Source records: Begin

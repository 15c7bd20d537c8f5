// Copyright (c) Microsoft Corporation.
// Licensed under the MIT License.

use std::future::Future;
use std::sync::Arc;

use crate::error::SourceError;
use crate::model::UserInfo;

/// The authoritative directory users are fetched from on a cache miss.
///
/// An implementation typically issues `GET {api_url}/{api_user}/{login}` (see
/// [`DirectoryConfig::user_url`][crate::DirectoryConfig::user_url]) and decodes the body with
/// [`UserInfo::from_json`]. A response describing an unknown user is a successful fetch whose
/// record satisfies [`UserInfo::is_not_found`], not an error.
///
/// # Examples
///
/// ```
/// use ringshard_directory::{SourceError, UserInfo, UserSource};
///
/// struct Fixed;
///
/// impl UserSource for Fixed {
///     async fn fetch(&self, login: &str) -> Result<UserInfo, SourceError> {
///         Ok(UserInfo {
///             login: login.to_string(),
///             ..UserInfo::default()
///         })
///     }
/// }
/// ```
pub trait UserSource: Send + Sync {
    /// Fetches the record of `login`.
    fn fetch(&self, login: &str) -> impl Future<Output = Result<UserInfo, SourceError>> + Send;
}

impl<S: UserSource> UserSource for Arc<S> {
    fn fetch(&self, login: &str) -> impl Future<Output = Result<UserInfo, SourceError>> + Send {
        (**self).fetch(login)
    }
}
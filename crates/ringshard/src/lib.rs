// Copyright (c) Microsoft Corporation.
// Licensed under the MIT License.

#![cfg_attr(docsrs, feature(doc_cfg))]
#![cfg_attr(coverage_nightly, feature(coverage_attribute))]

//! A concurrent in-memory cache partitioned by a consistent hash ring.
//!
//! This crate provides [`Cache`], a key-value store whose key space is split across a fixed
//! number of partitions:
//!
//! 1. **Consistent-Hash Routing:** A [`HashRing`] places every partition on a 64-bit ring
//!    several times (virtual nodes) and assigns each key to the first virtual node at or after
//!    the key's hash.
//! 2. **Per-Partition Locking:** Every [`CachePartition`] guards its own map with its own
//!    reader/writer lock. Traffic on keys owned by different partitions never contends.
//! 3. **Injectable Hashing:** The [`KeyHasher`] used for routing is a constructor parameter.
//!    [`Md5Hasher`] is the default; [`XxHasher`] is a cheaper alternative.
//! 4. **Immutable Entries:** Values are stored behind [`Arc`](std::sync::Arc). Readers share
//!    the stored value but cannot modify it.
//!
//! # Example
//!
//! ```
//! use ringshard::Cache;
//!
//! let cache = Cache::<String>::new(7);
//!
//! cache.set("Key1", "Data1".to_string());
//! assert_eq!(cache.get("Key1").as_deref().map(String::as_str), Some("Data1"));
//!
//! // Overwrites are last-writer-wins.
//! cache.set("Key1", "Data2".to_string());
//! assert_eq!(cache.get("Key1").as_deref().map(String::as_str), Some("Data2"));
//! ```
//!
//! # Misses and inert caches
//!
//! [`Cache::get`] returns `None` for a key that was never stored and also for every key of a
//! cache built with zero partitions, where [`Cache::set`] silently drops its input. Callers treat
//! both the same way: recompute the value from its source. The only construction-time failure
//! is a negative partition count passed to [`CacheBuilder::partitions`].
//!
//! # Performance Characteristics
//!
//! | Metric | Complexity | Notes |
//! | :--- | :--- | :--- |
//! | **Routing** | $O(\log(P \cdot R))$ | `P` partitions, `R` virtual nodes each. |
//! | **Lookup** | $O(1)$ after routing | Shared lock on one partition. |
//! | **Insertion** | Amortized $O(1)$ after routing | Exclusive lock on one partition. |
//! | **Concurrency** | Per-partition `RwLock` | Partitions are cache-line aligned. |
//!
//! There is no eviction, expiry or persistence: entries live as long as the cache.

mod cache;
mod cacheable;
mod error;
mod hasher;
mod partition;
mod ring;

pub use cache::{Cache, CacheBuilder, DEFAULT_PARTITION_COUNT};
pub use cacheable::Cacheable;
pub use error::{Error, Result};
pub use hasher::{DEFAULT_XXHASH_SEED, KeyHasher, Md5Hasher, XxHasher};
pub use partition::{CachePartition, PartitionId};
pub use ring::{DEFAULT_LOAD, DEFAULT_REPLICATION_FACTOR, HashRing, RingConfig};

Source records: End

Your assignment
Report every line from the material above that mentions the word "nodes".

Response for this exercise
//!    several times (virtual nodes) and assigns each key to the first virtual node at or after
//! | **Routing** | $O(\log(P \cdot R))$ | `P` partitions, `R` virtual nodes each. |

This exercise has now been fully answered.